- **Data to use**:
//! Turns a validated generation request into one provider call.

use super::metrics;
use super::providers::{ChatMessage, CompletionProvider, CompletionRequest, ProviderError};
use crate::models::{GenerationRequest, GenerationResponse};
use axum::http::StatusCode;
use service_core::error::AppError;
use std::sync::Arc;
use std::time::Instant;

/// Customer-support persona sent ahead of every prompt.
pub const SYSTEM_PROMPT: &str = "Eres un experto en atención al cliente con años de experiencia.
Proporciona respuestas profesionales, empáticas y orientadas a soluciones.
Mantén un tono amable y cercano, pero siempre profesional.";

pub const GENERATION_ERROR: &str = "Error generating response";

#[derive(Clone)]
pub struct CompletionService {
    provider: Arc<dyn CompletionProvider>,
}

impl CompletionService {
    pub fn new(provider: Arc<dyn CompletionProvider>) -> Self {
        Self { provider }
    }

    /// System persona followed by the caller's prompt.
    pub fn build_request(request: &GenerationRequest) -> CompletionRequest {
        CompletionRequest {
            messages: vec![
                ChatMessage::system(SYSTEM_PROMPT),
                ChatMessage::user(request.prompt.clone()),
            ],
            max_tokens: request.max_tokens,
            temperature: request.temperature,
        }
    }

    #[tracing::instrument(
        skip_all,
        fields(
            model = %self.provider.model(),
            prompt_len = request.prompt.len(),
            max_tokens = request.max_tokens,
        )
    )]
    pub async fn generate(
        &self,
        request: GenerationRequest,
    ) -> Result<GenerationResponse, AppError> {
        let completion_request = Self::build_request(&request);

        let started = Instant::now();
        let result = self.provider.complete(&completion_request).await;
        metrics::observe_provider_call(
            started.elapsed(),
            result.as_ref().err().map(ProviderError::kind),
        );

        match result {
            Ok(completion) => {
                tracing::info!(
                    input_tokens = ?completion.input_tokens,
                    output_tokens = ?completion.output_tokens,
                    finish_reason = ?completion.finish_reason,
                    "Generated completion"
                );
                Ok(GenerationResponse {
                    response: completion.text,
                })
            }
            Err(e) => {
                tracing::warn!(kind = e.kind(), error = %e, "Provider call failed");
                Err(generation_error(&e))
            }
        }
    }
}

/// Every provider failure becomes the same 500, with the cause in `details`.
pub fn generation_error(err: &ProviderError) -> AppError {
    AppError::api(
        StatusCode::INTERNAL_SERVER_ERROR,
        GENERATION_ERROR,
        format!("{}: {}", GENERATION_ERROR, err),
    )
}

- **Work item**: Copy every line of the material above in which the word "ChatMessage" appears.

- **Output below**:
use super::providers::{ChatMessage, CompletionProvider, CompletionRequest, ProviderError};
                ChatMessage::system(SYSTEM_PROMPT),
                ChatMessage::user(request.prompt.clone()),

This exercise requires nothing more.